Somewhere below is a line with "pub const MAX_IRC_LINE_LEN: usize = 8191;" and, later, a line with "impl Default for"; repeat those two lines and all the lines between them, exactly as they are.

Dataset entries

┏━━

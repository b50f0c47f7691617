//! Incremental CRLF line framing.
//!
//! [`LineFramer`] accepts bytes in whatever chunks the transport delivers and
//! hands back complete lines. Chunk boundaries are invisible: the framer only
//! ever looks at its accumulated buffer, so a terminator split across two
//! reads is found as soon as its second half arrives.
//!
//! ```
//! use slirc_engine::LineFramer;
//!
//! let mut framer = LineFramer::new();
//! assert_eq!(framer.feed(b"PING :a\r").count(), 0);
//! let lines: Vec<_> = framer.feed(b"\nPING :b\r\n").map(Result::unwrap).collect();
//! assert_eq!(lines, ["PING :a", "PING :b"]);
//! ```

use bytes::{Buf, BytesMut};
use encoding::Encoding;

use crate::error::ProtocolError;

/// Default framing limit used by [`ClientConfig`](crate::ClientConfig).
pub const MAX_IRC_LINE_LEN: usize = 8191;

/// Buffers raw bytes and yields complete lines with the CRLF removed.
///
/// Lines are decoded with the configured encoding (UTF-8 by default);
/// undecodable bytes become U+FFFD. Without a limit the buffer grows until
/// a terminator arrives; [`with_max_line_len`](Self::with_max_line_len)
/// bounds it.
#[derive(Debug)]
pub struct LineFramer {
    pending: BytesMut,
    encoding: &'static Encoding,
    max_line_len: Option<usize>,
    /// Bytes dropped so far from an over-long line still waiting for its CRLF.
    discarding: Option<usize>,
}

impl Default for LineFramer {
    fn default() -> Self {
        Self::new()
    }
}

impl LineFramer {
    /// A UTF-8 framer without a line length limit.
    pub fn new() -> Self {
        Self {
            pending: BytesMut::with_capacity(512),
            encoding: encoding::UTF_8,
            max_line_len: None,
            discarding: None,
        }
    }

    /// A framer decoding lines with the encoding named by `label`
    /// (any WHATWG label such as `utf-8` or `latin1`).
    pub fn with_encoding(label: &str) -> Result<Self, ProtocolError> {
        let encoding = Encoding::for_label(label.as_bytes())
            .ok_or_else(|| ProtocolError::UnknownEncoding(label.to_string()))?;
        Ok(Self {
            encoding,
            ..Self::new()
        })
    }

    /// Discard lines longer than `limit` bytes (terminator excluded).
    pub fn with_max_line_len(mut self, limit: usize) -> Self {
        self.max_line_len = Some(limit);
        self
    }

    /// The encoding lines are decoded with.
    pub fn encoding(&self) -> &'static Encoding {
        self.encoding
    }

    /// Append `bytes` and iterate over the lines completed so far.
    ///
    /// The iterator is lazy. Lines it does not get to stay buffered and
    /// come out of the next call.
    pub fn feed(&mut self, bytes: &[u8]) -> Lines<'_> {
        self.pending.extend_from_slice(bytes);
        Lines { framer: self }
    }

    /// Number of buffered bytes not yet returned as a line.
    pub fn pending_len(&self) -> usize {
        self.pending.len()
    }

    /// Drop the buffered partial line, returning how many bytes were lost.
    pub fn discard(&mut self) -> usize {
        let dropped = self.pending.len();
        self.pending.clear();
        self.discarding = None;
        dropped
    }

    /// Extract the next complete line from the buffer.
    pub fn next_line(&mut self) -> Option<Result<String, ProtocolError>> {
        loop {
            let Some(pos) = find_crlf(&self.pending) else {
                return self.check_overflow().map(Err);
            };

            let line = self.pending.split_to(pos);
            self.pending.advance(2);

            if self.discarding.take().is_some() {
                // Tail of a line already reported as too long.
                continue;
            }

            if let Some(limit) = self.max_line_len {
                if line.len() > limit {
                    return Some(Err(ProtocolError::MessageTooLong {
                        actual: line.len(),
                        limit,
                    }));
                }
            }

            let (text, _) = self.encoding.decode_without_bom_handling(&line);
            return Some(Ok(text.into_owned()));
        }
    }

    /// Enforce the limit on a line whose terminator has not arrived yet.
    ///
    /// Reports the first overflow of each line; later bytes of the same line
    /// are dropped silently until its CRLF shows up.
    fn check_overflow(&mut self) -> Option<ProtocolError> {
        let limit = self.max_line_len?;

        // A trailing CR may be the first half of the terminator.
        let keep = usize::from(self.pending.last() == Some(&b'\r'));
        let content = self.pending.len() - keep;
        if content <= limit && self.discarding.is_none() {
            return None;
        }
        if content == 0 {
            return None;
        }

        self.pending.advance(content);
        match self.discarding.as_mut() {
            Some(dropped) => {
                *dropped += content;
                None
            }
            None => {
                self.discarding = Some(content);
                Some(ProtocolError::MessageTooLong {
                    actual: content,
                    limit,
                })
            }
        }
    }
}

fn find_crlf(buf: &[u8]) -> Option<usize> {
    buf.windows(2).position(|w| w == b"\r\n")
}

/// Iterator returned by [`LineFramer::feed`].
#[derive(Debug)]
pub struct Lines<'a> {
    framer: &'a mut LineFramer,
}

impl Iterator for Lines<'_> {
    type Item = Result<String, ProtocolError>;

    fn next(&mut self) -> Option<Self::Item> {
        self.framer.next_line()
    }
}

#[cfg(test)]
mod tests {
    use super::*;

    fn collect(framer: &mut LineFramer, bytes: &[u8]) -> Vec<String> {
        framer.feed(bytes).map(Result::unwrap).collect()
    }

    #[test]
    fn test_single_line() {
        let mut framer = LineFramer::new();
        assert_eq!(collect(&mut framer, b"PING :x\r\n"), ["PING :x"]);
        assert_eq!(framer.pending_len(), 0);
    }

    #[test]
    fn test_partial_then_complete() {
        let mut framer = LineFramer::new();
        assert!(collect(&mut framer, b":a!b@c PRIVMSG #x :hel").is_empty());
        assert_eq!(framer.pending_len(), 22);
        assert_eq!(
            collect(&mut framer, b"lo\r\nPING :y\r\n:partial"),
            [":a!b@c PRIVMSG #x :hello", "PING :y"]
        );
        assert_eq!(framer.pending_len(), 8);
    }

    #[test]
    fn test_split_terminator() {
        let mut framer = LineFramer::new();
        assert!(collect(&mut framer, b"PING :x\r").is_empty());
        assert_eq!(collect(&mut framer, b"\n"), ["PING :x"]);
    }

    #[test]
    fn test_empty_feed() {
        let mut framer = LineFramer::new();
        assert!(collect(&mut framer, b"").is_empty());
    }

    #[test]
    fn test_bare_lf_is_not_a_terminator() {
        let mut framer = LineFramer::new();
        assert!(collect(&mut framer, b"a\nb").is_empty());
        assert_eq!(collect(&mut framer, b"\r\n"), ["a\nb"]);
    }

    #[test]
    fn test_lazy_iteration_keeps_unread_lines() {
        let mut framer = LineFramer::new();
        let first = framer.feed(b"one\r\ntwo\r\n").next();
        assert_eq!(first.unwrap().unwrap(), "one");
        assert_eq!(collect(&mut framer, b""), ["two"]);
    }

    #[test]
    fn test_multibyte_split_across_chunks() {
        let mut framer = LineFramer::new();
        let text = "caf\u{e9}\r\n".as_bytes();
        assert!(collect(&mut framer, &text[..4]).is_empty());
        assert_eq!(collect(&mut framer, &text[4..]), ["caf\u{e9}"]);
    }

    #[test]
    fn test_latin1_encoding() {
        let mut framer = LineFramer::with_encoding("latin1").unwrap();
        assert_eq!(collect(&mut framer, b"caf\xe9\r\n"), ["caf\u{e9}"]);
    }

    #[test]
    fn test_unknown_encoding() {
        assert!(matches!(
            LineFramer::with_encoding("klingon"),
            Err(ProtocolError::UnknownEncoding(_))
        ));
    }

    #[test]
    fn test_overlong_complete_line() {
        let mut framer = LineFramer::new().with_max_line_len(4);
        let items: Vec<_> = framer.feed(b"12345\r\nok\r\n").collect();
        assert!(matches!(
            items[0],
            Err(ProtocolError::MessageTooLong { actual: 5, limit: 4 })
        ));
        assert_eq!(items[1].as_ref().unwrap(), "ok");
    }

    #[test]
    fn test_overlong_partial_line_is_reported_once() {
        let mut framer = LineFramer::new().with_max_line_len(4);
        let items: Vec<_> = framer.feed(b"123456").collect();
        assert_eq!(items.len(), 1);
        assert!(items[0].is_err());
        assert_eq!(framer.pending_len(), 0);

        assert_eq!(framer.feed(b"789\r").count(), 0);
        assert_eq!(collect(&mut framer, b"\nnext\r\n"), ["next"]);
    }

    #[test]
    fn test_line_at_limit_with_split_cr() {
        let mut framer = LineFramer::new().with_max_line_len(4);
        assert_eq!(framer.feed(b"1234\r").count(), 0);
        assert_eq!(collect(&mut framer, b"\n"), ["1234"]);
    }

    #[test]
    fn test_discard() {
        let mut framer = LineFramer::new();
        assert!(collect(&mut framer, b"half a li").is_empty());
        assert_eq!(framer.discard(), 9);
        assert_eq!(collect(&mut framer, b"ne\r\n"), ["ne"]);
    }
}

┗━━

### Written solution
pub const MAX_IRC_LINE_LEN: usize = 8191;

/// Buffers raw bytes and yields complete lines with the CRLF removed.
///
/// Lines are decoded with the configured encoding (UTF-8 by default);
/// undecodable bytes become U+FFFD. Without a limit the buffer grows until
/// a terminator arrives; [`with_max_line_len`](Self::with_max_line_len)
/// bounds it.
#[derive(Debug)]
pub struct LineFramer {
    pending: BytesMut,
    encoding: &'static Encoding,
    max_line_len: Option<usize>,
    /// Bytes dropped so far from an over-long line still waiting for its CRLF.
    discarding: Option<usize>,
}

impl Default for LineFramer {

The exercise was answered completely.